Apparently, the policy director of the ACLU has looked at this thing and says it's nothing to worry about, not unusual. And if it was any other president, I'd leave it there but for this president and this administration with their proven record of breaking the law if they can find a pretext (however flimsy) for it, I'm not happy to leave it at that. Bush would like to be a dictator. He's said or implied that numerous times. He's broken the law at every turn, violated international law, wiretapped most of the country it seems, legalised torture for Satan's sake! Cheney has been claiming for a while now that the office of VP is unaccountable to basically anyone. Both have publically delcared, even boasted, of their intention to ignore both the law and Congress and yet, so many, even here, are so sure that he will just peacefully walk out of office when his time is up. WAKE UP!

The problem is that, even now, many people don't want to admit how bad Bush really is. For several reasons, conspiracy theory has been so demonised in the popular imagination that anything that sounds like a conspiracy theory tends to be ignored, no matter how much evidence it has on it's side. And then there's the "it couldn't happen here" mindset. That plays off the general human (and especially American) assumption that we're better than others, that what might happen in some Latin American nation couldn't happen in the wonderful US of A. Again, WAKE UP!. BushCo has already stolen at least one election and probably a second and somehow, he's supposed to have enough respect for the democratic process to leave peacefully when his time is up? Do I need to shout a third time? Yes, other administrations have developed continuity plans, doubtless others will do so in the future but at this time, from this administration? An administration that has already been proved casually criminal and disrespectful of both the rule of law and democratic process? Do I need to say it again? (Don't worry, I'm through shouting) They've been accusing us of being Henny Penny so long (sometimes with good reason) that they haven't noticed that this time, the sky really is bloody falling.

Bush is a fascist. I'm not using that simply to call him nasty names (I can think of much nastier names to call him). I studied PoliSci and I'm using the word in it's full historic and technical meaning.
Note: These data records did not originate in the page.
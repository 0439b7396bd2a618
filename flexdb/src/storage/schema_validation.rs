use sqlx::{Pool, Postgres, Row, Sqlite};

/// Validates that a PostgreSQL table schema matches what we expect
pub(crate) async fn validate_postgres_table_schema<E>(
    pool: &Pool<Postgres>,
    table_name: &str,
    expected_columns: &[(&str, &str)],
    error_mapper: impl Fn(String) -> E,
) -> Result<(), E> {
    // Check if table exists
    let table_exists: bool = sqlx::query_scalar(
        "SELECT EXISTS (SELECT FROM information_schema.tables WHERE table_name = $1)",
    )
    .bind(table_name)
    .fetch_one(pool)
    .await
    .map_err(|e| error_mapper(e.to_string()))?;

    if !table_exists {
        return Err(error_mapper(format!(
            "Schema validation failed: Table '{table_name}' does not exist"
        )));
    }

    // Query actual schema from database
    let rows = sqlx::query(
        "SELECT column_name, data_type FROM information_schema.columns
         WHERE table_name = $1 ORDER BY column_name",
    )
    .bind(table_name)
    .fetch_all(pool)
    .await
    .map_err(|e| error_mapper(e.to_string()))?;

    let actual_columns: Vec<(String, String)> = rows
        .iter()
        .map(|row| {
            let name: String = row.get("column_name");
            let type_: String = row.get("data_type");
            (name, type_)
        })
        .collect();

    // Compare schemas
    compare_columns(table_name, expected_columns, &actual_columns).map_err(error_mapper)
}

/// Validates that a SQLite table schema matches what we expect
///
/// Declared column types are compared case-insensitively since SQLite keeps
/// whatever spelling the DDL used.
pub(crate) async fn validate_sqlite_table_schema<E>(
    pool: &Pool<Sqlite>,
    table_name: &str,
    expected_columns: &[(&str, &str)],
    error_mapper: impl Fn(String) -> E,
) -> Result<(), E> {
    // Check if table exists
    let table_count: i64 = sqlx::query_scalar(
        "SELECT COUNT(*) FROM sqlite_master WHERE type = 'table' AND name = ?",
    )
    .bind(table_name)
    .fetch_one(pool)
    .await
    .map_err(|e| error_mapper(e.to_string()))?;

    if table_count == 0 {
        return Err(error_mapper(format!(
            "Schema validation failed: Table '{table_name}' does not exist"
        )));
    }

    // PRAGMA arguments cannot be bound; table names come from constants.
    let rows = sqlx::query(&format!("PRAGMA table_info({table_name})"))
        .fetch_all(pool)
        .await
        .map_err(|e| error_mapper(e.to_string()))?;

    let actual_columns: Vec<(String, String)> = rows
        .iter()
        .map(|row| {
            let name: String = row.get("name");
            let type_: String = row.get("type");
            (name, type_.to_uppercase())
        })
        .collect();

    // Normalize expected types to the same case
    let expected_upper: Vec<(&str, String)> = expected_columns
        .iter()
        .map(|(name, type_)| (*name, type_.to_uppercase()))
        .collect();
    let expected_refs: Vec<(&str, &str)> = expected_upper
        .iter()
        .map(|(name, type_)| (*name, type_.as_str()))
        .collect();

    // Compare schemas
    compare_columns(table_name, &expected_refs, &actual_columns).map_err(error_mapper)
}

fn compare_columns(
    table_name: &str,
    expected_columns: &[(&str, &str)],
    actual_columns: &[(String, String)],
) -> Result<(), String> {
    for (expected_name, expected_type) in expected_columns {
        let found = actual_columns
            .iter()
            .find(|(name, _)| name == expected_name);

        match found {
            Some((_, actual_type)) if actual_type == expected_type => {}
            // Column exists but with wrong type
            Some((_, actual_type)) => {
                return Err(format!(
                    "Schema validation failed: Column '{expected_name}' has type '{actual_type}' but expected '{expected_type}'"
                ));
            }
            // Column doesn't exist
            None => {
                return Err(format!(
                    "Schema validation failed: Missing column '{expected_name}'"
                ));
            }
        }
    }

    // Extra columns are only worth a warning
    for (actual_name, _) in actual_columns {
        if !expected_columns
            .iter()
            .any(|(name, _)| *name == actual_name)
        {
            tracing::warn!(
                "Extra column '{}' found in table '{}'",
                actual_name,
                table_name
            );
        }
    }

    Ok(())
}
Mussolini once said that fascism should be called corporatism because it represents the fusion of the state with the corporate. Has there been, in modern history, any better an example of that than Bush? Fascism has certain inherant features which an administration must satisfy to be called "fascist" and the Bush admin satisfies them just as much as the Muslim terror groups don't (hence the reason "Islamofascist" is a nonsense word). In simplistic terms and at a minimum, fascism requires a retreat from previously held democratic freedoms (done), an authoritarian attitude toward individual rights (done), a merging or near-merging of state and corporate bodies (ongoing), an appeal to an exagerated sense of national identity (done via the abuse of patriotism) and an elevation of the state above the individual (done and done). So, I'm not tossing casual insults when I say Bush is a fascist. He also presents many other secondary characteristics of fascism such as an aggressive foreign policy, a predeliction toward secrecy, the fostering of a cult of personality around the leader (in fairness, that was less Bush than his enablers) and an obsession with loyalty. The use and abuse of religion, while not a requirement of fascism, is often a feature of fascist parties and again, Bush qualifies.
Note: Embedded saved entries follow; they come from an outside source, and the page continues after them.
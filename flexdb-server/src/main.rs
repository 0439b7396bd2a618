mod config;
mod server;

use flexdb_axum::{AppEnv, AppState, DatabaseConfig, init, router};

use crate::config::ServerConfig;

#[tokio::main]
async fn main() -> Result<(), Box<dyn std::error::Error>> {
    dotenvy::dotenv().ok();
    server::init_tracing("flexdb_server");

    let env = AppEnv::from_env();
    let db_config = DatabaseConfig::from_env().inspect_err(|e| {
        tracing::error!(error = %e, "Invalid database configuration");
    })?;
    let server_config = ServerConfig::from_env().inspect_err(|e| {
        tracing::error!(error = %e, "Invalid server configuration");
    })?;

    tracing::info!(
        environment = %env,
        database = db_config.kind(),
        port = server_config.port,
        "Starting flexdb server"
    );

    let db = init(&db_config, &env).await.inspect_err(|e| {
        tracing::error!(error = %e, "Failed to initialize database");
    })?;
    tracing::info!("Database initialized");

    let app = router(AppState::new(db.clone(), env));
    tracing::info!(
        "Health check: http://localhost:{}/health",
        server_config.port
    );

    let served = server::serve(server_config.port, app).await;
    db.close().await;
    served?;

    tracing::info!("Server shutdown complete");
    Ok(())
}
About this time, someone will usually offer to bet me that power will be transferred peacefully in 2009. I'm not going to take that bet and here's why: Anything could happen between now and then. Bush could die, be deposed, decide his scheme wouldn't work, grow a conscience (nah, no chance of that), be kidnapped by aliens, anything. So, even a peaceful transfer of power would not prove that Bush wasn't preparing for a dictatorship, it would just prove that he didn't go through with it or failed. Even this though, is really asking the wrong question. Bush is, in many senses, already a dictator. Partly, that's the result of the powers built into the presidency (such as the power of veto) and partly, it's a result of Bush having gone outside his official powers (such as his abuse of signing statements).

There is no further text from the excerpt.